Pele insensível: seis casos de hanseníase são registrados por dia na Bahia

Doença que provoca perda de sensibilidade é mais comum nas crianças e adolescentes

O corpo de Davi começou a esmorecer. Nasceram manchas avermelhadas, os dedos teimavam em se esconder e a dor não ardia nem com agulhadas nos braços magricelos. As enfermeiras da Vigilância Epidemiológica o conheceram em uma escola da Vila Cascalheira, bairro da cidade de Barreiras, Sudoeste da Bahia, afundado numa cadeira de plástico. O menino relatou lentamente os sintomas, tanto quanto permitiam seus 5 anos. A história, acompanhada de um breve exame, confirmou a suspeita das ouvintes. A criança começava a ser devorada silenciosamente pela hanseníase. Diariamente, seis pessoas receberam o diagnóstico na Bahia este ano – 995 até o dia 12 de junho. 

Naquela tarde, Davi entrou para a estatística dos menores de 15 anos diagnosticados com a doença. De 2014, quando as enfermeiras entraram na sala de aula em Cascalheira, a 2017, foram 777 casos de hanseníase entre crianças e adolescentes, com menos de 15 anos, notificados na Bahia. Apenas na cidade de Davi, foram 73 registros no período – 16 no ano passado, o maior número bruto de todo o interior do estado. Dores caladas involuntariamente ora pela pouca idade dos pacientes, ora pela falta de informação.

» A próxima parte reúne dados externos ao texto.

//! End-to-end tests of the healing loop on the built-in backend.

use std::sync::atomic::{AtomicUsize, Ordering};
use std::sync::Arc;
use std::time::Duration;

use async_trait::async_trait;
use forge_bundler::SourceMap;
use forge_diagnostics::ErrorKind;
use forge_heal::{
    FixSource, ForgeConfig, HealOptions, HealResult, Healer, MockReply, MockRepairService,
    PatchOnlyRepairService, RepairRequest, RepairService,
};
use forge_retry::SchedulerConfig;

fn files(entries: &[(&str, &str)]) -> SourceMap {
    entries.iter().map(|(k, v)| (k.to_string(), v.to_string())).collect()
}

fn fast_scheduler() -> SchedulerConfig {
    SchedulerConfig::default()
        .with_base_delay(Duration::from_millis(10))
        .with_jitter(0.0)
}

fn healer_with(repair: MockRepairService) -> Healer {
    Healer::new(Arc::new(repair)).with_scheduler_config(fast_scheduler())
}

#[tokio::test(start_paused = true)]
async fn test_undefined_component_repaired_through_service() {
    let repair = MockRepairService::new().add_reply(MockReply::replace("<Btn/>", "<button>ok</button>"));
    let healer = healer_with(repair.clone());

    let report = healer
        .heal(files(&[("App.tsx", "export default function App(){ return <Btn/> }")]))
        .await
        .unwrap();

    assert!(report.success);
    assert_eq!(report.rounds, 1);
    assert!(report.remaining.is_empty());
    assert!(report.result.code.contains("<button>ok</button>"));
    assert_eq!(report.files["App.tsx"], "export default function App(){ return <button>ok</button> }");

    let requests = repair.requests();
    assert_eq!(requests.len(), 1);
    assert_eq!(requests[0].target_file, "App.tsx");
    assert_eq!(requests[0].diagnosis.kind, ErrorKind::ImportMissing);
    assert!(requests[0].prompt.contains("Btn"));
    assert!(requests[0].prompt.contains("App.tsx:1:39"));

    let fix = &report.applied[0];
    assert_eq!(fix.source, FixSource::Repair);
    assert_eq!(fix.attempts, 1);
    assert_eq!(fix.round, 1);
}

#[tokio::test(start_paused = true)]
async fn test_known_identifier_patched_without_service() {
    let healer = Healer::new(Arc::new(PatchOnlyRepairService)).with_scheduler_config(fast_scheduler());

    let report = healer
        .heal(files(&[(
            "src/App.tsx",
            "export default function App() {\n  return <ArrowRight />;\n}\n",
        )]))
        .await
        .unwrap();

    assert!(report.success);
    assert_eq!(report.modified, vec!["src/App.tsx".to_string()]);
    assert!(report.files["src/App.tsx"].starts_with("import { ArrowRight } from 'lucide-react';\n"));
    assert!(report.result.externals.contains(&"lucide-react".to_string()));
    assert_eq!(report.applied[0].source, FixSource::Patch);
    assert_eq!(report.stats.succeeded, 1);
}

#[tokio::test(start_paused = true)]
async fn test_several_patches_in_one_file_compose() {
    let healer = Healer::default().with_scheduler_config(fast_scheduler());

    let report = healer
        .heal(files(&[(
            "App.tsx",
            "export default function App() {\n  return <div><ArrowRight /><Check /></div>;\n}\n",
        )]))
        .await
        .unwrap();

    assert!(report.success);
    assert_eq!(report.applied.len(), 2);
    let app = &report.files["App.tsx"];
    assert!(app.contains("ArrowRight"));
    assert_eq!(app.matches("from 'lucide-react'").count(), 1);
    let import_line = app.lines().next().unwrap();
    assert!(import_line.contains("ArrowRight") && import_line.contains("Check"));
}

#[tokio::test(start_paused = true)]
async fn test_patch_only_leaves_prompt_fixes_alone() {
    let healer = Healer::default().with_scheduler_config(fast_scheduler());
    let input = files(&[("App.tsx", "export default function App(){ return <Btn/> }")]);

    let report = healer.heal(input.clone()).await.unwrap();

    assert!(!report.success);
    assert_eq!(report.rounds, 0);
    assert_eq!(report.files, input);
    assert!(report.modified.is_empty());
    assert_eq!(report.remaining.len(), 1);
    assert_eq!(report.remaining[0].message, "ReferenceError: Btn is not defined");
}

#[tokio::test(start_paused = true)]
async fn test_healthy_project_needs_no_rounds() {
    let repair = MockRepairService::new();
    let report = healer_with(repair.clone())
        .heal(files(&[("App.tsx", "export default function App() { return null; }")]))
        .await
        .unwrap();

    assert!(report.success);
    assert_eq!(report.rounds, 0);
    assert!(report.applied.is_empty());
    assert_eq!(repair.call_count(), 0);
}

#[tokio::test(start_paused = true)]
async fn test_unfixable_build_errors_stop_immediately() {
    let repair = MockRepairService::new();
    let report = healer_with(repair.clone()).heal(SourceMap::new()).await.unwrap();

    assert!(!report.success);
    assert_eq!(report.rounds, 0);
    assert_eq!(report.remaining[0].kind, ErrorKind::Unknown);
    assert_eq!(repair.call_count(), 0);
}

#[tokio::test(start_paused = true)]
async fn test_round_budget_is_respected() {
    // Every repair swaps one undefined component for another.
    let repair = MockRepairService::new()
        .add_reply(MockReply::replace("<Btn/>", "<Card/>"))
        .add_reply(MockReply::replace("<Card/>", "<Panel/>"))
        .add_reply(MockReply::replace("<Panel/>", "<Btn/>"));
    let healer = healer_with(repair.clone()).with_options(HealOptions {
        max_rounds: 2,
        auto_fixable_only: true,
    });

    let report = healer
        .heal(files(&[("App.tsx", "export default function App(){ return <Btn/> }")]))
        .await
        .unwrap();

    assert!(!report.success);
    assert_eq!(report.rounds, 2);
    assert_eq!(report.applied.len(), 2);
    assert_eq!(repair.call_count(), 2);
    assert_eq!(report.remaining[0].message, "ReferenceError: Panel is not defined");
}

/// Takes a while to answer, then swaps the undefined component for `<i/>`.
#[derive(Default)]
struct SlowRepairService {
    calls: AtomicUsize,
}

#[async_trait]
impl RepairService for SlowRepairService {
    fn name(&self) -> &str {
        "slow"
    }

    async fn repair(&self, request: RepairRequest) -> HealResult<String> {
        self.calls.fetch_add(1, Ordering::SeqCst);
        tokio::time::sleep(Duration::from_millis(50)).await;
        let name = request
            .diagnosis
            .message
            .trim_start_matches("ReferenceError: ")
            .split_whitespace()
            .next()
            .unwrap_or_default()
            .to_string();
        Ok(request.current_content.replace(&format!("<{name}/>"), "<i/>"))
    }
}

#[tokio::test(start_paused = true)]
async fn test_concurrent_repairs_of_one_file_keep_both_edits() {
    let repair = Arc::new(SlowRepairService::default());
    let healer = Healer::new(repair.clone())
        .with_scheduler_config(fast_scheduler().with_concurrency(2));

    let report = healer
        .heal(files(&[(
            "App.tsx",
            "export default function App(){ return <div><Btn/><Card/></div> }",
        )]))
        .await
        .unwrap();

    assert!(report.success, "remaining: {:?}", report.remaining);
    assert_eq!(report.rounds, 1);
    assert_eq!(report.applied.len(), 2);
    assert_eq!(repair.calls.load(Ordering::SeqCst), 2);
    assert_eq!(
        report.files["App.tsx"],
        "export default function App(){ return <div><i/><i/></div> }"
    );
}

#[tokio::test(start_paused = true)]
async fn test_failing_service_retries_with_backoff() {
    let repair = MockRepairService::new()
        .add_file_reply("App.tsx", MockReply::fail("model overloaded"))
        .add_file_reply("App.tsx", MockReply::replace("<Btn/>", "null"));
    let healer = healer_with(repair.clone());

    let started = tokio::time::Instant::now();
    let report = healer
        .heal(files(&[("App.tsx", "export default function App(){ return <Btn/> }")]))
        .await
        .unwrap();

    assert!(report.success);
    assert_eq!(repair.call_count(), 2);
    assert_eq!(report.applied[0].attempts, 2);
    assert!(started.elapsed() >= Duration::from_millis(10));
}

#[tokio::test]
async fn test_runtime_error_from_preview_channel() {
    let healer = Healer::default();
    let sources = files(&[(
        "src/App.tsx",
        "export default function App() {\n  const [n, setN] = useState(0);\n  return null;\n}\n",
    )]);
    let json = r#"{"type":"preview-error","error":{"message":"useState is not defined","stack":"ReferenceError: useState is not defined\n    at App (http://localhost:5173/src/App.tsx:2:21)"}}"#;

    let runtime = healer.handle_runtime_error(json, &sources).unwrap();

    assert_eq!(runtime.diagnosis.kind, ErrorKind::ImportMissing);
    assert_eq!(runtime.diagnosis.line, Some(2));
    assert!(runtime.auto_fixable);
    assert_eq!(runtime.target_file.as_deref(), Some("src/App.tsx"));
    assert!(runtime.fix.is_direct_patch());
    assert!(runtime
        .fix
        .fixed_code
        .unwrap()
        .starts_with("import { useState } from 'react';\n"));
}

#[tokio::test]
async fn test_runtime_messages_on_other_channels_are_ignored() {
    let config = ForgeConfig::parse(
        "[bundler]\nerror_channel = \"app-crash\"\n",
        forge_heal::ConfigFormat::Toml,
    )
    .unwrap();
    let healer = Healer::from_config(&config, Arc::new(PatchOnlyRepairService)).unwrap();
    let sources = SourceMap::new();

    let default_channel = r#"{"type":"preview-error","error":{"message":"boom"}}"#;
    assert!(healer.handle_runtime_error(default_channel, &sources).is_none());
    assert!(healer.handle_runtime_error("{not json", &sources).is_none());

    let custom = r#"{"type":"app-crash","error":{"message":"Maximum call stack size exceeded"}}"#;
    let runtime = healer.handle_runtime_error(custom, &sources).unwrap();
    assert_eq!(runtime.diagnosis.kind, ErrorKind::Runtime);
    assert!(!runtime.auto_fixable);
    assert_eq!(runtime.target_file, None);
}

Os casos entre crianças e adolescentes começam a ser catalogados principalmente em 2014, quando o Ministério da Saúde lança a Campanha Nacional de Hanseníase, Verminoses, Tracoma e Esquistossomose em Escolares. O objetivo: conhecer realidades como a de Davi, menino pobre e portador de hanseníase, para conceder a cura. No próximo dia 30, o programa completará justamente a idade que tinha Davi ao ter suas manchas e insensibilidades traduzidas. Exatos cinco anos da constante descoberta: a doença circula por creches e escolas.

Na Bahia, mostra dados da Secretaria de Saúde do Estado da Bahia (Sesab), a taxa da doença entre menores de 15 anos é de 3,78 a cada 100 mil pessoas – considerada muita alta pelo ministério; nas outras seis faixas etárias analisadas, a média cai para 1,78. Nos últimos 10 anos, o Brasil até apresentou uma redução de casos: de 40,1 mil para 25,2 mil. Mas, a preocupação é justamente com os focos ativos em menores de 15 anos: 1,6 mil (6,72%) do registrado.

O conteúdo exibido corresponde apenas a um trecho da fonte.